Dornier Flugzeugwerke created many civil and military aircraft including the astrologically named Comet and Mercury, the aquatic monikered Whale (a flying boat), and the telluric Flying Pencil. The company would go on to form many commercial partnerships with other aviation and space related interests, including U.S. firm Fairchild Aircraft. In true German form, the Dornier Museum does a meticulous job of chronicling the research, development and eventual production of many Dornier designs.
The Electrifying Evolution of Siemens
At AERO 2017 & 2018, Siemens presented the hybrid-electric Magnus eFusion, a unique electric powered aerobatic trainer with a diesel engine for recharging batteries while in flight. The aircraft was specially designed for UL, VLA and LSA markets and built by Magnus Aircraft in Hungary. Siemens is a storied company, one which includes an aviation past. The Siemens-Schuckert R.VIII was a bomber aircraft designed and built in Germany from 1916. Six 300-horsepower piston engines powered the massive biplane measuring over 150 feet in wingspan.

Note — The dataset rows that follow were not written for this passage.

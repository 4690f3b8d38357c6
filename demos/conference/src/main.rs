//! Conference backend walkthrough.
//!
//! Runs against `PostgreSQL` when `DATABASE_URL` is set, otherwise against the
//! in-memory store:
//!
//! 1. an organizer creates a conference, a speaker and two sessions
//! 2. attendees register until the conference is nearly sold out
//! 3. attendees build wishlists
//! 4. filtered conference queries run through the filter compiler
//! 5. queued tasks run and the caches are read back
//! 6. the conference is deleted and the cascade cleans up

use anyhow::Result;
use conference_core::entity::SessionType;
use conference_core::filter::RawFilter;
use conference_core::store::EntityStore;
use conference_postgres::PostgresEntityStore;
use conference_runtime::conferences::NewConference;
use conference_runtime::sessions::NewSession;
use conference_runtime::speakers::NewSpeaker;
use conference_runtime::{ConferenceConfig, ConferenceEnvironment, ConferenceService, metrics};
use conference_testing::fixtures::caller;
use conference_testing::{InMemoryCache, InMemoryEntityStore, RecordingTaskQueue, StaticIdentityResolver};
use std::sync::Arc;
use std::time::Duration;
use tracing::info;
use tracing_subscriber::EnvFilter;

#[tokio::main]
async fn main() -> Result<()> {
    let config = ConferenceConfig::from_env();
    tracing_subscriber::fmt()
        .with_env_filter(EnvFilter::new(&config.log_filter))
        .with_target(false)
        .init();
    metrics::register_metrics();

    let store: Arc<dyn EntityStore> = match &config.database {
        Some(database) => {
            info!("Connecting to PostgreSQL");
            let store = PostgresEntityStore::connect(
                &database.url,
                database.max_connections,
                Duration::from_secs(database.connect_timeout),
            )
            .await?;
            store.migrate().await?;
            Arc::new(store)
        }
        None => {
            info!("DATABASE_URL not set, using the in-memory store");
            Arc::new(InMemoryEntityStore::new())
        }
    };

    let organizer = caller("organizer");
    let tasks = RecordingTaskQueue::new();
    let env = ConferenceEnvironment::new(
        store,
        Arc::new(InMemoryCache::new()),
        Arc::new(tasks.clone()),
        Arc::new(StaticIdentityResolver::new().with_token("demo-token", organizer)),
    )
    .with_retry_policy(config.retry_policy());
    let service = ConferenceService::new(env);

    let organizer = service.authenticate(Some("demo-token")).await?;
    let conference = service
        .conferences()
        .create_conference(
            &organizer,
            NewConference {
                name: "RustConf".to_string(),
                city: Some("Montreal".to_string()),
                start_date: Some("2026-09-08".to_string()),
                end_date: Some("2026-09-11".to_string()),
                max_attendees: Some(8),
                ..NewConference::default()
            },
        )
        .await?;
    let conference_ref = conference.key.to_reference();
    info!(conference = %conference.key, month = conference.value.month, "Created conference");

    let speaker = service
        .speakers()
        .create_speaker(NewSpeaker {
            display_name: Some("Ada".to_string()),
            main_email: "ada@example.com".to_string(),
        })
        .await?;
    let speaker_ref = speaker.key.to_reference();

    let mut sessions = Vec::new();
    for (name, start, kind) in [
        ("Async in Depth", "09:30 AM", SessionType::Lecture),
        ("Hands-on Borrowing", "02:00 PM", SessionType::Workshop),
    ] {
        let session = service
            .linkage()
            .create_session(
                &organizer,
                &conference_ref,
                NewSession {
                    name: name.to_string(),
                    speaker: Some(speaker_ref.clone()),
                    start_time: Some(start.to_string()),
                    type_of_session: Some(kind),
                    ..NewSession::default()
                },
            )
            .await?;
        sessions.push(session.key.to_reference());
    }
    info!(sessions = sessions.len(), "Created sessions");

    for n in 0..4 {
        let attendee = caller(&format!("attendee-{n}"));
        service.registration().register(&attendee, &conference_ref).await?;
        service.wishlists().add_session(&attendee, &sessions[n % 2]).await?;
    }
    info!(announcement = %service.announcements().get_announcement().await, "After registrations");

    let matches = service
        .conferences()
        .query_conferences(&[
            RawFilter::new("MONTH", "GT", "6"),
            RawFilter::new("CITY", "EQ", "Montreal"),
        ])
        .await?;
    info!(matches = matches.len(), "Filtered conferences");

    if let Err(error) = service
        .conferences()
        .query_conferences(&[
            RawFilter::new("MONTH", "GT", "6"),
            RawFilter::new("MAX_ATTENDEES", "LT", "50"),
        ])
        .await
    {
        info!(%error, "Rejected filter set");
    }

    for task in tasks.tasks() {
        service.run_task(&task).await?;
    }
    info!(
        summary = %service.announcements().get_speaker_summary(&speaker_ref, &conference_ref).await,
        "Speaker summary"
    );

    let daytime = service.sessions().daytime_non_workshop_sessions().await?;
    info!(sessions = daytime.len(), "Daytime non-workshop sessions");

    service
        .linkage()
        .delete_conference(&organizer, &conference_ref)
        .await?;
    let attending = service
        .conferences()
        .conferences_to_attend(&caller("attendee-0"))
        .await?;
    let wishlist = service.wishlists().list(&caller("attendee-0")).await?;
    info!(
        attending = attending.len(),
        wishlist = wishlist.len(),
        announcement = %service.announcements().get_announcement().await,
        "After conference delete"
    );

    Ok(())
}
//! Fire-and-forget task dispatch.
//!
//! Side effects that do not belong in a request (confirmation email, speaker
//! summary refresh) are handed to an external queue as a task name plus an
//! opaque string parameter map.

use std::collections::BTreeMap;
use std::future::Future;
use std::pin::Pin;
use thiserror::Error;

/// Boxed future returned by [`TaskQueue::dispatch`].
pub type TaskFuture<'a> = Pin<Box<dyn Future<Output = Result<(), TaskQueueError>> + Send + 'a>>;

/// The queue rejected or could not accept a task.
#[derive(Error, Debug, Clone, PartialEq, Eq)]
#[error("Failed to dispatch task {task}: {reason}")]
pub struct TaskQueueError {
    /// Task name.
    pub task: String,
    /// Why dispatch failed.
    pub reason: String,
}

/// A named task with string parameters.
#[derive(Clone, Debug, PartialEq, Eq)]
pub struct Task {
    /// Handler name on the consuming side.
    pub name: String,
    /// Parameters, sorted by name.
    pub params: BTreeMap<String, String>,
}

impl Task {
    /// Task name for conference-creation confirmation emails.
    pub const SEND_CONFIRMATION_EMAIL: &'static str = "send_confirmation_email";
    /// Task name for speaker summary refreshes.
    pub const SET_SPEAKER_AND_SESSIONS: &'static str = "set_speaker_and_sessions";

    /// Build a task with no parameters.
    #[must_use]
    pub fn new(name: impl Into<String>) -> Self {
        Self {
            name: name.into(),
            params: BTreeMap::new(),
        }
    }

    /// Add a parameter.
    #[must_use]
    pub fn param(mut self, key: impl Into<String>, value: impl Into<String>) -> Self {
        self.params.insert(key.into(), value.into());
        self
    }

    /// Email the organizer that their conference was created.
    #[must_use]
    pub fn send_confirmation_email(email: &str, conference_info: &str) -> Self {
        Self::new(Self::SEND_CONFIRMATION_EMAIL)
            .param("email", email)
            .param("conferenceInfo", conference_info)
    }

    /// Recompute the summary for a speaker at a conference.
    #[must_use]
    pub fn set_speaker_and_sessions(speaker_id: &str, conference_id: &str) -> Self {
        Self::new(Self::SET_SPEAKER_AND_SESSIONS)
            .param("speakerId", speaker_id)
            .param("conferenceId", conference_id)
    }

    /// Look up a parameter.
    #[must_use]
    pub fn get(&self, key: &str) -> Option<&str> {
        self.params.get(key).map(String::as_str)
    }
}

/// Sink for asynchronous tasks.
pub trait TaskQueue: Send + Sync {
    /// Enqueue a task. Completion is not awaited.
    ///
    /// # Errors
    ///
    /// Returns [`TaskQueueError`] if the queue refuses the task.
    fn dispatch(&self, task: Task) -> TaskFuture<'_>;
}

#[cfg(test)]
mod tests {
    use super::*;

    #[test]
    fn speaker_task_carries_both_ids() {
        let task = Task::set_speaker_and_sessions("spk", "conf");
        assert_eq!(task.name, "set_speaker_and_sessions");
        assert_eq!(task.get("speakerId"), Some("spk"));
        assert_eq!(task.get("conferenceId"), Some("conf"));
    }
}
//! Entity keys and their URL-safe references.
//!
//! Every record in the store is addressed by an [`EntityKey`]: an ordered path of
//! `(Kind, id)` pairs. The last pair names the record itself, the pairs before it
//! name its ancestors. Ancestry doubles as ownership:
//!
//! ```text
//! Profile(alice)                       organizer
//! └── Conference(7f3c…)                owned by alice
//!     └── ConferenceSession(91aa…)     owned by the conference
//! Profile(alice)
//! └── Wishlist(wishlist)               one per profile
//! Speaker(c2d0…)                       top level
//! ```
//!
//! A [`Reference`] is the opaque, globally resolvable form of a key that crosses
//! the API boundary: base64url (no padding) over the JSON-encoded path.
//!
//! # Examples
//!
//! ```
//! use conference_core::key::{EntityKey, Kind, Reference};
//!
//! let profile = EntityKey::root(Kind::Profile, "alice");
//! let conference = profile.child(Kind::Conference, "c-1");
//!
//! let reference = conference.to_reference();
//! let decoded: EntityKey = reference.decode().unwrap();
//! assert_eq!(decoded, conference);
//! assert_eq!(decoded.parent(), Some(profile));
//! ```

use base64::Engine;
use base64::engine::general_purpose::URL_SAFE_NO_PAD;
use serde::{Deserialize, Serialize};
use std::fmt;
use std::str::FromStr;
use thiserror::Error;

/// Error returned when a reference cannot be decoded into a key.
#[derive(Error, Debug, Clone, PartialEq, Eq)]
#[error("Invalid reference: {0}")]
pub struct ParseReferenceError(String);

/// The five entity kinds the store holds.
#[derive(Clone, Copy, Debug, PartialEq, Eq, PartialOrd, Ord, Hash, Serialize, Deserialize)]
pub enum Kind {
    /// Attendee profile, keyed by the caller's user id.
    Profile,
    /// Conference, child of its organizer's profile.
    Conference,
    /// Session, child of its conference.
    ConferenceSession,
    /// Speaker, top level.
    Speaker,
    /// Wishlist, child of a profile.
    Wishlist,
}

impl Kind {
    /// Stable name used in storage and log output.
    #[must_use]
    pub const fn as_str(self) -> &'static str {
        match self {
            Self::Profile => "Profile",
            Self::Conference => "Conference",
            Self::ConferenceSession => "ConferenceSession",
            Self::Speaker => "Speaker",
            Self::Wishlist => "Wishlist",
        }
    }
}

impl fmt::Display for Kind {
    fn fmt(&self, f: &mut fmt::Formatter<'_>) -> fmt::Result {
        f.write_str(self.as_str())
    }
}

/// Address of a record: the path from the top-level ancestor down to the record.
///
/// Keys order lexicographically by path, so all descendants of a key sort
/// directly after it. The in-memory store relies on this for ancestor scans.
#[derive(Clone, Debug, PartialEq, Eq, PartialOrd, Ord, Hash, Serialize, Deserialize)]
pub struct EntityKey {
    path: Vec<(Kind, String)>,
}

impl EntityKey {
    /// Create a top-level key (no parent).
    #[must_use]
    pub fn root(kind: Kind, id: impl Into<String>) -> Self {
        Self {
            path: vec![(kind, id.into())],
        }
    }

    /// Create a key for a child of `self`.
    #[must_use]
    pub fn child(&self, kind: Kind, id: impl Into<String>) -> Self {
        let mut path = self.path.clone();
        path.push((kind, id.into()));
        Self { path }
    }

    /// Create a key with a freshly generated id, optionally under a parent.
    #[must_use]
    pub fn allocate(kind: Kind, parent: Option<&Self>) -> Self {
        let id = uuid::Uuid::new_v4().simple().to_string();
        match parent {
            Some(parent) => parent.child(kind, id),
            None => Self::root(kind, id),
        }
    }

    /// Kind of the record this key addresses.
    #[must_use]
    pub fn kind(&self) -> Kind {
        self.last().0
    }

    /// Id of the record within its parent.
    #[must_use]
    pub fn id(&self) -> &str {
        &self.last().1
    }

    /// Parent key, or `None` for top-level records.
    #[must_use]
    pub fn parent(&self) -> Option<Self> {
        if self.path.len() < 2 {
            return None;
        }
        Some(Self {
            path: self.path[..self.path.len() - 1].to_vec(),
        })
    }

    /// All ancestors from the top-level key down to the direct parent.
    #[must_use]
    pub fn ancestors(&self) -> Vec<Self> {
        (1..self.path.len())
            .map(|len| Self {
                path: self.path[..len].to_vec(),
            })
            .collect()
    }

    /// True when `ancestor` is a strict prefix of this key.
    #[must_use]
    pub fn is_descendant_of(&self, ancestor: &Self) -> bool {
        self.path.len() > ancestor.path.len() && self.path.starts_with(&ancestor.path)
    }

    /// Encode this key as a URL-safe reference.
    #[must_use]
    pub fn to_reference(&self) -> Reference {
        // A Vec of (enum, String) pairs always serializes.
        let json = serde_json::to_vec(&self.path).unwrap_or_default();
        Reference(URL_SAFE_NO_PAD.encode(json))
    }

    // Constructors and `Reference::decode` never produce an empty path.
    fn last(&self) -> &(Kind, String) {
        &self.path[self.path.len() - 1]
    }
}

impl fmt::Display for EntityKey {
    fn fmt(&self, f: &mut fmt::Formatter<'_>) -> fmt::Result {
        for (i, (kind, id)) in self.path.iter().enumerate() {
            if i > 0 {
                f.write_str("/")?;
            }
            write!(f, "{kind}:{id}")?;
        }
        Ok(())
    }
}

/// Opaque, URL-safe identifier for a record.
///
/// Use [`FromStr`] for input that arrives from callers: it checks that the
/// string decodes to a well-formed key. [`Reference::decode`] does the same for
/// an already-constructed reference.
#[derive(Clone, Debug, PartialEq, Eq, PartialOrd, Ord, Hash, Serialize, Deserialize)]
#[serde(transparent)]
pub struct Reference(String);

impl Reference {
    /// Wrap a string without validation.
    #[must_use]
    pub fn new(value: impl Into<String>) -> Self {
        Self(value.into())
    }

    /// Get the reference as a string slice.
    #[must_use]
    pub fn as_str(&self) -> &str {
        &self.0
    }

    /// Decode the reference back into the key it was made from.
    ///
    /// # Errors
    ///
    /// Returns [`ParseReferenceError`] when the string is not base64url, is not a
    /// JSON key path, or the path is empty.
    pub fn decode(&self) -> Result<EntityKey, ParseReferenceError> {
        let bytes = URL_SAFE_NO_PAD
            .decode(self.0.as_bytes())
            .map_err(|e| ParseReferenceError(format!("{}: {e}", self.0)))?;
        let path: Vec<(Kind, String)> = serde_json::from_slice(&bytes)
            .map_err(|e| ParseReferenceError(format!("{}: {e}", self.0)))?;
        if path.is_empty() || path.iter().any(|(_, id)| id.is_empty()) {
            return Err(ParseReferenceError(format!("{}: empty key path", self.0)));
        }
        Ok(EntityKey { path })
    }
}

impl fmt::Display for Reference {
    fn fmt(&self, f: &mut fmt::Formatter<'_>) -> fmt::Result {
        f.write_str(&self.0)
    }
}

impl FromStr for Reference {
    type Err = ParseReferenceError;

    fn from_str(s: &str) -> Result<Self, Self::Err> {
        let reference = Self(s.to_string());
        reference.decode()?;
        Ok(reference)
    }
}

impl From<&EntityKey> for Reference {
    fn from(key: &EntityKey) -> Self {
        key.to_reference()
    }
}

impl AsRef<str> for Reference {
    fn as_ref(&self) -> &str {
        &self.0
    }
}

#[cfg(test)]
mod tests {
    #![allow(clippy::unwrap_used)]

    use super::*;

    #[test]
    fn reference_roundtrip_preserves_path() {
        let key = EntityKey::root(Kind::Profile, "user/with/slashes")
            .child(Kind::Conference, "c1")
            .child(Kind::ConferenceSession, "s1");

        let reference = key.to_reference();
        assert!(!reference.as_str().contains('/'));
        assert!(!reference.as_str().contains('='));
        assert_eq!(reference.decode().unwrap(), key);
    }

    #[test]
    fn parent_and_ancestors() {
        let profile = EntityKey::root(Kind::Profile, "alice");
        let conference = profile.child(Kind::Conference, "c1");
        let session = conference.child(Kind::ConferenceSession, "s1");

        assert_eq!(profile.parent(), None);
        assert_eq!(session.parent(), Some(conference.clone()));
        assert_eq!(session.ancestors(), vec![profile.clone(), conference.clone()]);
        assert!(session.is_descendant_of(&profile));
        assert!(!profile.is_descendant_of(&profile));
        assert_eq!(session.kind(), Kind::ConferenceSession);
        assert_eq!(session.id(), "s1");
    }

    #[test]
    fn malformed_references_are_rejected() {
        assert!("not base64 !!".parse::<Reference>().is_err());
        // Valid base64url, but not a key path.
        assert!("aGVsbG8".parse::<Reference>().is_err());
        // Valid JSON, empty path.
        let empty = URL_SAFE_NO_PAD.encode(b"[]");
        assert!(empty.parse::<Reference>().is_err());
    }

    #[test]
    fn allocated_keys_are_unique() {
        let parent = EntityKey::root(Kind::Profile, "alice");
        let a = EntityKey::allocate(Kind::Conference, Some(&parent));
        let b = EntityKey::allocate(Kind::Conference, Some(&parent));
        assert_ne!(a, b);
        assert_eq!(a.parent(), Some(parent));
    }

    #[test]
    fn display_is_readable() {
        let key = EntityKey::root(Kind::Profile, "alice").child(Kind::Wishlist, "wishlist");
        assert_eq!(key.to_string(), "Profile:alice/Wishlist:wishlist");
    }
}
//! Retry logic with exponential backoff for optimistic-concurrency contention.
//!
//! Every read-modify-write in the runtime runs through [`transact`]: the closure
//! reads the records it needs, decides, and commits with version
//! preconditions. When the commit loses a race the store reports a
//! concurrency conflict and the whole closure runs again against fresh reads.
//! Any other error fails immediately.
//!
//! # Example
//!
//! ```rust
//! use conference_runtime::retry::{RetryPolicy, retry_with_predicate};
//! use std::time::Duration;
//!
//! # async fn example() -> Result<(), String> {
//! let policy = RetryPolicy::builder()
//!     .max_retries(5)
//!     .initial_delay(Duration::from_millis(10))
//!     .max_delay(Duration::from_millis(200))
//!     .build();
//!
//! let result = retry_with_predicate(
//!     policy,
//!     || async { Ok::<_, String>(42) },
//!     |err: &String| err.contains("conflict"),
//! )
//! .await?;
//! assert_eq!(result, 42);
//! # Ok(())
//! # }
//! ```

use conference_core::error::{ConferenceError, Result};
use rand::Rng;
use std::future::Future;
use std::time::Duration;
use tokio::time::sleep;

/// Retry policy configuration for exponential backoff.
///
/// # Default Values
///
/// - `max_retries`: 10
/// - `initial_delay`: 10ms
/// - `max_delay`: 500ms
/// - `multiplier`: 2.0 (delay doubles each retry)
/// - `jitter`: on (each delay is scaled by a random factor in `[0.5, 1.0]`)
#[derive(Debug, Clone, PartialEq)]
pub struct RetryPolicy {
    /// Maximum number of retry attempts
    pub max_retries: usize,
    /// Initial delay before first retry
    pub initial_delay: Duration,
    /// Maximum delay between retries (cap for exponential backoff)
    pub max_delay: Duration,
    /// Multiplier for exponential backoff
    pub multiplier: f64,
    /// Randomize delays so contending writers spread out
    pub jitter: bool,
}

impl Default for RetryPolicy {
    fn default() -> Self {
        Self::builder().build()
    }
}

impl RetryPolicy {
    /// Create a new policy builder.
    #[must_use]
    pub const fn builder() -> RetryPolicyBuilder {
        RetryPolicyBuilder {
            max_retries: None,
            initial_delay: None,
            max_delay: None,
            multiplier: None,
            jitter: None,
        }
    }

    /// Calculate delay for a given attempt number.
    ///
    /// Uses exponential backoff: delay = `initial_delay` * (multiplier ^ attempt),
    /// capped at `max_delay`, then jittered.
    #[must_use]
    #[allow(
        clippy::cast_precision_loss,
        clippy::cast_possible_truncation,
        clippy::cast_sign_loss,
        clippy::cast_possible_wrap
    )]
    pub fn delay_for_attempt(&self, attempt: usize) -> Duration {
        let delay_ms =
            self.initial_delay.as_millis() as f64 * self.multiplier.powi(attempt as i32);
        let capped = Duration::from_millis(delay_ms as u64).min(self.max_delay);

        if self.jitter {
            capped.mul_f64(rand::thread_rng().gen_range(0.5..=1.0))
        } else {
            capped
        }
    }
}

/// Builder for [`RetryPolicy`].
#[derive(Debug, Clone)]
pub struct RetryPolicyBuilder {
    max_retries: Option<usize>,
    initial_delay: Option<Duration>,
    max_delay: Option<Duration>,
    multiplier: Option<f64>,
    jitter: Option<bool>,
}

impl RetryPolicyBuilder {
    /// Set maximum number of retries.
    #[must_use]
    pub const fn max_retries(mut self, max_retries: usize) -> Self {
        self.max_retries = Some(max_retries);
        self
    }

    /// Set initial delay before first retry.
    #[must_use]
    pub const fn initial_delay(mut self, delay: Duration) -> Self {
        self.initial_delay = Some(delay);
        self
    }

    /// Set maximum delay (cap for exponential backoff).
    #[must_use]
    pub const fn max_delay(mut self, delay: Duration) -> Self {
        self.max_delay = Some(delay);
        self
    }

    /// Set multiplier for exponential backoff.
    #[must_use]
    pub const fn multiplier(mut self, multiplier: f64) -> Self {
        self.multiplier = Some(multiplier);
        self
    }

    /// Enable or disable jitter.
    #[must_use]
    pub const fn jitter(mut self, jitter: bool) -> Self {
        self.jitter = Some(jitter);
        self
    }

    /// Build the [`RetryPolicy`].
    #[must_use]
    pub fn build(self) -> RetryPolicy {
        RetryPolicy {
            max_retries: self.max_retries.unwrap_or(10),
            initial_delay: self.initial_delay.unwrap_or(Duration::from_millis(10)),
            max_delay: self.max_delay.unwrap_or(Duration::from_millis(500)),
            multiplier: self.multiplier.unwrap_or(2.0),
            jitter: self.jitter.unwrap_or(true),
        }
    }
}

/// Retry an async operation while `is_retryable` accepts its error.
///
/// Returns the first success, the first non-retryable error, or the last error
/// once `max_retries` retries are spent.
///
/// # Errors
///
/// Returns the operation's error as described above.
pub async fn retry_with_predicate<F, Fut, T, E, P>(
    policy: RetryPolicy,
    mut operation: F,
    is_retryable: P,
) -> std::result::Result<T, E>
where
    F: FnMut() -> Fut,
    Fut: Future<Output = std::result::Result<T, E>>,
    E: std::fmt::Display,
    P: Fn(&E) -> bool,
{
    let mut attempt = 0;

    loop {
        match operation().await {
            Ok(result) => {
                if attempt > 0 {
                    tracing::debug!(attempt, "Operation succeeded after retry");
                }
                return Ok(result);
            }
            Err(err) => {
                if !is_retryable(&err) {
                    return Err(err);
                }

                if attempt >= policy.max_retries {
                    tracing::error!(attempt, error = %err, "Operation failed after max retries");
                    return Err(err);
                }

                let delay = policy.delay_for_attempt(attempt);
                tracing::warn!(
                    attempt,
                    delay_ms = delay.as_millis(),
                    error = %err,
                    "Operation failed, retrying..."
                );

                sleep(delay).await;
                attempt += 1;
            }
        }
    }
}

/// Run a read-modify-write transaction, retrying on contention.
///
/// `operation` names the transaction in logs and metrics.
///
/// # Errors
///
/// - [`ConferenceError::Transient`] when contention outlasts the retry budget
/// - any non-contention error from `body`, unchanged
pub async fn transact<F, Fut, T>(policy: &RetryPolicy, operation: &'static str, mut body: F) -> Result<T>
where
    F: FnMut() -> Fut,
    Fut: Future<Output = Result<T>>,
{
    let mut attempts: u32 = 0;
    let result = retry_with_predicate(
        policy.clone(),
        || {
            attempts += 1;
            if attempts > 1 {
                crate::metrics::record_transaction_retry(operation);
            }
            body()
        },
        ConferenceError::is_contention,
    )
    .await;

    result.map_err(|error| {
        if error.is_contention() {
            ConferenceError::Transient {
                attempts,
                reason: error.to_string(),
            }
        } else {
            error
        }
    })
}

In 2017, the eFusion was displayed alongside the world speed record setting Extra 330LE, also powered by a Siemens electric motor. The prototype eFusion, and its two occupants, were lost is a crash in Hungary in May 2018. One month later, Magnus introduced the Fusion 212, a FAA approved S-LSA powered by a choice of three 100-horsepower engines from Rotax and UL Power. The composite fuselage Fusion 212 promises cruise speeds of up to 130 knots and was designed for aerobatics, stressed to -3/+6g, with its large control surfaces.
Vintage Aerobatic Aircraft
A pair of celebrities, two vintage aerobatic Pitts Specials were also on display at Aero 2017. The Pitts S-1D Special is a light aerobatic biplane designed by Curtis Pitts. The design first flew in 1944. Occupying one corner of the center courtyard at Messe were the diminutive twins. These German-registered aircraft form the Trig Aerobatic Team and have been performing exhibitions for years, primarily in the UK. Trig Avionics had its booth just inside the window.
At AERO one can easily satisfy an itch for vintage and warbird aircraft. One might even open their mind to the modern world where digital instruments, lightweight production methods, and heavyweight regulations are redefining that which is old. There is certainly an abundance of warbird aviation on the horizon. It earnestly represents the past while managing to work in the present.